There are few acts in legislation protecting landlords and tenants. One is known as The Landlord and Tenant Act. The Distress Act involves distraining on a tenant.
Distraint occurs only in a default situation where arrears are owed. The lease must be in full force for it to be implemented.
This process allows the landlord to seize good for auction to recover the expense of the outstanding arrears. Again there is a cost for a bailiff and proper posting of the distress notice is required.
The landlord is only allowed to recover enough goods to settle the outstanding debt. However, most of the time the items will not garner enough at auction to cover the defaulted amount owing and the landlord will often move into the next stage: termination.
Similar to defining default and starting termination proceedings, there is a timeline of events that need to occur in distraint to be legal under Saskatchewan Law. There is also an opportunity to derail the process if the tenant comes up with the arrears within a certain timeframe.
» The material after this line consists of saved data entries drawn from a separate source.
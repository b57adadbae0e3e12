//! Metre specifications and subdivision trees.
//!
//! A metre is written either as a time-signature keyword (`"4/4"`, `"6/8"`)
//! or as nested lists of quarter-length weights (`[[1/2,1/2],[1/2,1/2]]`).
//! Both forms become a [`SubdivisionTree`]: each node owns a share of its
//! parent's duration, children in metrical order. The tree is flattened into
//! tiers once so that placements and micro-timing lookups never walk it again.

use crate::error::{Error, Result};
use crate::rational::{ql, RationalDuration};
use std::fmt;
use std::str::FromStr;

/// Time signatures with a built-in subdivision tree.
#[derive(Clone, Copy, Debug, PartialEq, Eq, Hash)]
pub enum TimeSignature {
    TwoFour,
    ThreeFour,
    FourFour,
    SixEight,
    NineEight,
    TwelveEight,
}

/// Shape of a preset: optional grouping tier, beats, then two subdivision tiers.
struct PresetLayout {
    groups: usize,
    beats_per_group: usize,
    beat: RationalDuration,
    divisions: [usize; 2],
}

impl TimeSignature {
    pub const ALL: [TimeSignature; 6] = [
        TimeSignature::TwoFour,
        TimeSignature::ThreeFour,
        TimeSignature::FourFour,
        TimeSignature::SixEight,
        TimeSignature::NineEight,
        TimeSignature::TwelveEight,
    ];

    /// The keyword used in scripts, e.g. `"6/8"`.
    pub fn keyword(&self) -> &'static str {
        match self {
            TimeSignature::TwoFour => "2/4",
            TimeSignature::ThreeFour => "3/4",
            TimeSignature::FourFour => "4/4",
            TimeSignature::SixEight => "6/8",
            TimeSignature::NineEight => "9/8",
            TimeSignature::TwelveEight => "12/8",
        }
    }

    pub fn from_keyword(keyword: &str) -> Option<Self> {
        let keyword = keyword.trim();
        Self::ALL.into_iter().find(|sig| sig.keyword() == keyword)
    }

    fn layout(&self) -> PresetLayout {
        let simple = |groups, beats_per_group| PresetLayout {
            groups,
            beats_per_group,
            beat: RationalDuration::one(),
            divisions: [2, 2],
        };
        let compound = |groups, beats_per_group| PresetLayout {
            groups,
            beats_per_group,
            beat: ql(3, 2),
            divisions: [3, 2],
        };
        match self {
            TimeSignature::TwoFour => simple(1, 2),
            TimeSignature::ThreeFour => simple(1, 3),
            TimeSignature::FourFour => simple(2, 2),
            TimeSignature::SixEight => compound(1, 2),
            TimeSignature::NineEight => compound(1, 3),
            TimeSignature::TwelveEight => compound(2, 2),
        }
    }

    /// Depth of the beat tier in this preset's tree.
    pub fn beat_depth(&self) -> usize {
        if self.layout().groups > 1 {
            2
        } else {
            1
        }
    }

    /// The top-level entries of the preset tree.
    pub fn nodes(&self) -> Vec<MetreNode> {
        let layout = self.layout();
        let [outer, inner] = layout.divisions;
        let leaf = RationalDuration::new(1, (outer * inner) as i64)
            .map(|fraction| &layout.beat * &fraction)
            .unwrap_or_default();
        let beat = MetreNode::Group(vec![
            MetreNode::Group(vec![MetreNode::Leaf(leaf); inner]);
            outer
        ]);
        let beats = vec![beat; layout.beats_per_group];
        if layout.groups > 1 {
            vec![MetreNode::Group(beats); layout.groups]
        } else {
            beats
        }
    }
}
//! Synchronised metres.
//!
//! A [`SynchronisedMetre`] bundles a subdivision tree, an optional
//! micro-timing style and the shared phase anchor for its spec. It converts
//! quarter lengths into performance beats and looks up the timing shift for
//! a position in the bar.

use crate::error::Result;
use crate::phase::{PhaseAnchor, PhaseRegistry};
use crate::rational::RationalDuration;
use crate::style::MicroTimingStyle;
use crate::tree::{MetreSpec, SubdivisionTree};
use std::fmt;
use std::sync::Arc;

#[derive(Clone, Debug)]
pub struct SynchronisedMetre {
    spec: MetreSpec,
    key: String,
    tree: Arc<SubdivisionTree>,
    style: Option<MicroTimingStyle>,
    beat_scale: RationalDuration,
    anchor: PhaseAnchor,
}

impl SynchronisedMetre {
    /// Build a metre bound to the process-wide phase grid.
    pub fn new(spec: &MetreSpec, style: Option<&str>) -> Result<Self> {
        Self::with_registry(spec, style, PhaseRegistry::global())
    }

    /// Build a metre bound to an explicit phase registry.
    pub fn with_registry(
        spec: &MetreSpec,
        style: Option<&str>,
        registry: &PhaseRegistry,
    ) -> Result<Self> {
        let tree = SubdivisionTree::parse(spec)?;
        let key = spec.canonical();
        let style = style.map(str::parse::<MicroTimingStyle>).transpose()?;
        if let Some(style) = style {
            style.check_compatible(&tree, &key)?;
        }
        let anchor = registry.establish(&key);

        Ok(Self {
            spec: spec.clone(),
            key,
            tree: Arc::new(tree),
            style,
            beat_scale: RationalDuration::one(),
            anchor,
        })
    }

    /// Set how many performance beats one quarter length lasts.
    ///
    /// Non-positive scales are ignored.
    pub fn with_beat_scale(mut self, scale: RationalDuration) -> Self {
        if scale.is_positive() {
            self.beat_scale = scale;
        } else {
            log::warn!("[METRE] Ignoring non-positive beat scale {}", scale);
        }
        self
    }

    pub fn spec(&self) -> &MetreSpec {
        &self.spec
    }

    /// Canonical spec string, the key of the phase grid.
    pub fn key(&self) -> &str {
        &self.key
    }

    pub fn tree(&self) -> &Arc<SubdivisionTree> {
        &self.tree
    }

    pub fn style(&self) -> Option<MicroTimingStyle> {
        self.style
    }

    pub fn beat_scale(&self) -> &RationalDuration {
        &self.beat_scale
    }

    pub fn anchor(&self) -> PhaseAnchor {
        self.anchor
    }

    pub fn quarter_length_to_beat(&self, quarter_lengths: &RationalDuration) -> f64 {
        (quarter_lengths * &self.beat_scale).to_f64()
    }

    /// Micro-timing shift, in quarter lengths, for a note starting at
    /// `offset` into the bar.
    ///
    /// Every tier that has a node starting at `offset` contributes its
    /// style shift scaled by that node's length.
    pub fn get_timing(&self, offset: &RationalDuration) -> RationalDuration {
        let Some(style) = self.style else {
            return RationalDuration::zero();
        };
        self.tree
            .onsets_at(offset)
            .into_iter()
            .filter_map(|node| {
                let position = node.position.as_ref()?;
                let shift = style.timing_for(position);
                (!shift.is_zero()).then(|| &shift * &node.weight)
            })
            .sum()
    }

    /// True if both metres share a downbeat grid.
    pub fn is_phase_compatible(&self, other: &SynchronisedMetre) -> bool {
        self.key == other.key
    }

    /// Length of one bar in performance beats.
    pub fn bar_beats(&self) -> f64 {
        self.quarter_length_to_beat(self.tree.root_weight())
    }

    /// Position of `beat` within its bar on the shared grid, in beats.
    pub fn phase_at(&self, beat: f64) -> f64 {
        self.anchor.phase_at(beat, self.bar_beats())
    }

    pub fn beats_until_downbeat(&self, beat: f64) -> f64 {
        self.anchor.beats_until_downbeat(beat, self.bar_beats())
    }
}

impl PartialEq for SynchronisedMetre {
    fn eq(&self, other: &Self) -> bool {
        self.key == other.key && self.style == other.style
    }
}

impl fmt::Display for SynchronisedMetre {
    fn fmt(&self, f: &mut fmt::Formatter<'_>) -> fmt::Result {
        match self.style {
            Some(style) => write!(f, "{} ({})", self.key, style),
            None => f.write_str(&self.key),
        }
    }
}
Many landlords want a speedy solution to a defaulted tenancy. They are no longer receiving a return on their investment and they seek the quickest way to turn the proverbial faucet back on.
While distress and termination allow an element of pressure on the tenancy, court action does not. This is typically the lengthiest of all default remedies.
So why bother? In a circumstance where a financially strong tenancy has abandoned a property with substantial term left, a landlord could be prompted to try court action. In pursuing a company with depth there is a lot more opportunity to recover the full cost of the default as opposed to a business that has gone bankrupt.
The decision is left up to the courts as to who is owed what. With a well-structured lease in place and a defined default recognized, this can be an option for landlords with the patience to wait it out.
Know your rights
As a tenant there are rights set in place to protect assets and allow a reasonable amount of time to remedy a default situation with your landlord. However, understandably there are rights set in place for landlords that allow them to take back control of their property when a default has occurred.
It is important to seek legal advice on either side of the agreement within a timely fashion. Any of the aforementioned processes are complicated with varied consequences so it’s important to understand what is being proposed.